# [What is required]
All the entries below should be reproduced exactly.

Dataset items
=== Section Start ===

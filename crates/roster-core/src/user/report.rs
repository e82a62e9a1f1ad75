//! Plain-text user report.

use super::model::User;

pub const REPORT_HEADER: &str = "--- Relatório de Usuários ---";
pub const EMPTY_REPORT_LINE: &str = "Nenhum usuário cadastrado.";
const BLOCK_SEPARATOR: &str = "----------";

/// Renders the report for `users`, one block per user in the given order.
///
/// Every block contains a `Nome: <nome>` and a `Status: <status>` line.
pub fn render_report(users: &[User]) -> String {
    let mut lines = vec![REPORT_HEADER.to_string()];

    if users.is_empty() {
        lines.push(EMPTY_REPORT_LINE.to_string());
        return lines.join("\n");
    }

    for user in users {
        lines.push(format!("ID: {}", user.id));
        lines.push(format!("Nome: {}", user.nome));
        lines.push(format!("Email: {}", user.email));
        lines.push(format!("Idade: {}", user.idade));
        lines.push(format!("Admin: {}", if user.is_admin { "Sim" } else { "Não" }));
        lines.push(format!("Status: {}", user.status));
        lines.push(BLOCK_SEPARATOR.to_string());
    }

    lines.join("\n")
}

#[cfg(test)]
mod tests {
    use super::*;
    use crate::user::model::UserStatus;
    use chrono::Utc;

    fn user(id: &str, nome: &str, status: UserStatus) -> User {
        User {
            id: id.to_string(),
            nome: nome.to_string(),
            email: format!("{}@example.com", nome.to_lowercase()),
            idade: 30,
            is_admin: false,
            status,
            created_at: Utc::now(),
        }
    }

    #[test]
    fn test_empty_report() {
        let report = render_report(&[]);
        assert_eq!(report, "--- Relatório de Usuários ---\nNenhum usuário cadastrado.");
    }

    #[test]
    fn test_report_keeps_given_order() {
        let users = vec![
            user("1", "Alice", UserStatus::Ativo),
            user("2", "Bob", UserStatus::Inativo),
        ];

        let report = render_report(&users);

        assert!(report.starts_with(REPORT_HEADER));
        assert!(!report.contains(EMPTY_REPORT_LINE));
        assert!(report.contains("Nome: Alice\n"));
        assert!(report.contains("Status: inativo"));
        assert!(report.contains("Admin: Não"));
        let alice = report.find("Nome: Alice").unwrap();
        let bob = report.find("Nome: Bob").unwrap();
        assert!(alice < bob);
    }
}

=== Section End ===

# [Output below]
filename crates/roster-core/src/user/report.rs
repository e82a62e9a1f1ad75
//! Plain-text user report.

use super::model::User;

pub const REPORT_HEADER: &str = "--- Relatório de Usuários ---";
pub const EMPTY_REPORT_LINE: &str = "Nenhum usuário cadastrado.";
const BLOCK_SEPARATOR: &str = "----------";

/// Renders the report for `users`, one block per user in the given order.
///
/// Every block contains a `Nome: <nome>` and a `Status: <status>` line.
pub fn render_report(users: &[User]) -> String {
    let mut lines = vec![REPORT_HEADER.to_string()];

    if users.is_empty() {
        lines.push(EMPTY_REPORT_LINE.to_string());
        return lines.join("\n");
    }

    for user in users {
        lines.push(format!("ID: {}", user.id));
        lines.push(format!("Nome: {}", user.nome));
        lines.push(format!("Email: {}", user.email));
        lines.push(format!("Idade: {}", user.idade));
        lines.push(format!("Admin: {}", if user.is_admin { "Sim" } else { "Não" }));
        lines.push(format!("Status: {}", user.status));
        lines.push(BLOCK_SEPARATOR.to_string());
    }

    lines.join("\n")
}

#[cfg(test)]
mod tests {
    use super::*;
    use crate::user::model::UserStatus;
    use chrono::Utc;

    fn user(id: &str, nome: &str, status: UserStatus) -> User {
        User {
            id: id.to_string(),
            nome: nome.to_string(),
            email: format!("{}@example.com", nome.to_lowercase()),
            idade: 30,
            is_admin: false,
            status,
            created_at: Utc::now(),
        }
    }

    #[test]
    fn test_empty_report() {
        let report = render_report(&[]);
        assert_eq!(report, "--- Relatório de Usuários ---\nNenhum usuário cadastrado.");
    }

    #[test]
    fn test_report_keeps_given_order() {
        let users = vec![
            user("1", "Alice", UserStatus::Ativo),
            user("2", "Bob", UserStatus::Inativo),
        ];

        let report = render_report(&users);

        assert!(report.starts_with(REPORT_HEADER));
        assert!(!report.contains(EMPTY_REPORT_LINE));
        assert!(report.contains("Nome: Alice\n"));
        assert!(report.contains("Status: inativo"));
        assert!(report.contains("Admin: Não"));
        let alice = report.find("Nome: Alice").unwrap();
        let bob = report.find("Nome: Bob").unwrap();
        assert!(alice < bob);
    }
}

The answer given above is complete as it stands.